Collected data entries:
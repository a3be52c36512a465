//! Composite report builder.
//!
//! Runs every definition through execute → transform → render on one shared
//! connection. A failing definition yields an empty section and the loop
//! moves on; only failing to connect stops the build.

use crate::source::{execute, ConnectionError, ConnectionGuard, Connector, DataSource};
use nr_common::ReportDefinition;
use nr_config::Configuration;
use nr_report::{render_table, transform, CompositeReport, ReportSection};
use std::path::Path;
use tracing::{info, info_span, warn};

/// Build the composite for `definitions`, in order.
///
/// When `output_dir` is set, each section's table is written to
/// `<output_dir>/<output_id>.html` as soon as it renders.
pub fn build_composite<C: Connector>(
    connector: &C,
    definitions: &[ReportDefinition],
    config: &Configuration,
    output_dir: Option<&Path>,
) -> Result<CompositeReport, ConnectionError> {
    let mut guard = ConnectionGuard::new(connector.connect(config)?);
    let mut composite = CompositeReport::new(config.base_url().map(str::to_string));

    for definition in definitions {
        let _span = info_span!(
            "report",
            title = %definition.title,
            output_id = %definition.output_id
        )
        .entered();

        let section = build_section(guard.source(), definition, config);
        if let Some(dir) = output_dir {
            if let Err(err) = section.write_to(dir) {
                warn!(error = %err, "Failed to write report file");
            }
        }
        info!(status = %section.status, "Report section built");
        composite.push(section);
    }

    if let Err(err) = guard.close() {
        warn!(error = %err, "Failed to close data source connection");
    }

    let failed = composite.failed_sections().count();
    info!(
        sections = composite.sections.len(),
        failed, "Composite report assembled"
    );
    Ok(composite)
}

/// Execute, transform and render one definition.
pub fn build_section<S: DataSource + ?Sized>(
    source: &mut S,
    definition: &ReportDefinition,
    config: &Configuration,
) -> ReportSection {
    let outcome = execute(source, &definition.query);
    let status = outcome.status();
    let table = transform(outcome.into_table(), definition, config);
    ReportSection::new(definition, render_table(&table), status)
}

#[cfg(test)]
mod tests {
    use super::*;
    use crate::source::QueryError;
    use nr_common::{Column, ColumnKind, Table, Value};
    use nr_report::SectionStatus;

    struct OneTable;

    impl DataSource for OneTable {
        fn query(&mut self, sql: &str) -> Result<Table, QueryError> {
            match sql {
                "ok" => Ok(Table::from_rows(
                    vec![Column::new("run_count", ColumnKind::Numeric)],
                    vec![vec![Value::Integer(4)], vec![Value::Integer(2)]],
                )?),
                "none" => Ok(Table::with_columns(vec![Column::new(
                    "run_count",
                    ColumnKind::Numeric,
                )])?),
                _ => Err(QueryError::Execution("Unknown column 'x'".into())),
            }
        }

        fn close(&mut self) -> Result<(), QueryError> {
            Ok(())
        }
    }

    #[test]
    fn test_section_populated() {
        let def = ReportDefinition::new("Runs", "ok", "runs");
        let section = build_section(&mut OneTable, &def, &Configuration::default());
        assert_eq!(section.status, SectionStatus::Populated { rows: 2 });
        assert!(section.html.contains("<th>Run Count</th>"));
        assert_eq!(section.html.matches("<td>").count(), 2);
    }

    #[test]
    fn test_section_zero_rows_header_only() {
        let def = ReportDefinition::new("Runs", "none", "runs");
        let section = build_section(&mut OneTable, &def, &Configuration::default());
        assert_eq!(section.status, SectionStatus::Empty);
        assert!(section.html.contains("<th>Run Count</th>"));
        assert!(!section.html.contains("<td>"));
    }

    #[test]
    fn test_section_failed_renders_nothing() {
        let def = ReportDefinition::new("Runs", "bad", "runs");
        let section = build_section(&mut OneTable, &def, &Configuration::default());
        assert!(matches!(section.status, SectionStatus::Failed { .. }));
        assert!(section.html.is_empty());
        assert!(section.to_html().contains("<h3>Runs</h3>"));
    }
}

...

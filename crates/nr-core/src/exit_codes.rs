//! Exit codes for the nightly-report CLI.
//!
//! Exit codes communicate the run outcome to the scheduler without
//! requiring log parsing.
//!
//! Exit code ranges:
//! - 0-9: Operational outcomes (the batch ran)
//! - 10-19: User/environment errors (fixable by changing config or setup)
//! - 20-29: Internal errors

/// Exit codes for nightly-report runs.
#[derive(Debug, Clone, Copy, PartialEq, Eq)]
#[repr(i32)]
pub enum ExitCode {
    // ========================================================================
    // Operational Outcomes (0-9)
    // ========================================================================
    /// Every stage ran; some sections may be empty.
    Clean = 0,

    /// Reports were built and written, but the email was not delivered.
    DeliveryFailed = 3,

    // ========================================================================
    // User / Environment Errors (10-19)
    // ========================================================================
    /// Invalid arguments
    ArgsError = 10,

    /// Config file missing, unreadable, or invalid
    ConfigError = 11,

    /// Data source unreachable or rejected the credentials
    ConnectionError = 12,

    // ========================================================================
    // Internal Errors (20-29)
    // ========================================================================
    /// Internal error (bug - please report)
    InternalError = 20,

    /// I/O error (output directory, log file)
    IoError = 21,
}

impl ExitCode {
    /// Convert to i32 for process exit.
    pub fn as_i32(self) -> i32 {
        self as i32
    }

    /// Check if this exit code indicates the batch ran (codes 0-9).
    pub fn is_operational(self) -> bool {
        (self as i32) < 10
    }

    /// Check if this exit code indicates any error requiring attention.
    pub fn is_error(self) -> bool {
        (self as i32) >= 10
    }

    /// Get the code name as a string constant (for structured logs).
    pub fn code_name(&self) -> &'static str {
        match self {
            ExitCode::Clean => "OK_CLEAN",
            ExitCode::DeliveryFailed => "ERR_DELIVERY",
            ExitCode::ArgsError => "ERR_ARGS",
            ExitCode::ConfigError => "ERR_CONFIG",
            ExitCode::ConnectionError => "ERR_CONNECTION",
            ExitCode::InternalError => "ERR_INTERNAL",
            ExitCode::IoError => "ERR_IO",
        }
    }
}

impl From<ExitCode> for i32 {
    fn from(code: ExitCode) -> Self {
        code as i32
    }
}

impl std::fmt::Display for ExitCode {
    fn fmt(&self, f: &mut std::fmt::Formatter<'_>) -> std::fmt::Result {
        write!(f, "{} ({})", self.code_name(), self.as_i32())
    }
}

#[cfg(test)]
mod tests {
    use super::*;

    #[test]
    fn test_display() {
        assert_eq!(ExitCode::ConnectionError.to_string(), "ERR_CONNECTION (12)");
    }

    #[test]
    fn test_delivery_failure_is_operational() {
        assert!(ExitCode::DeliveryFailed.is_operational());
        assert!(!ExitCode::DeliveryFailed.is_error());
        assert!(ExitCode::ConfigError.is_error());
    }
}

WORK TO BE COMPLETED:
Identify the lines of the data that contain the word "this". Copy each of them.

EXERCISE OUTPUT:
    /// Check if this exit code indicates the batch ran (codes 0-9).
    /// Check if this exit code indicates any error requiring attention.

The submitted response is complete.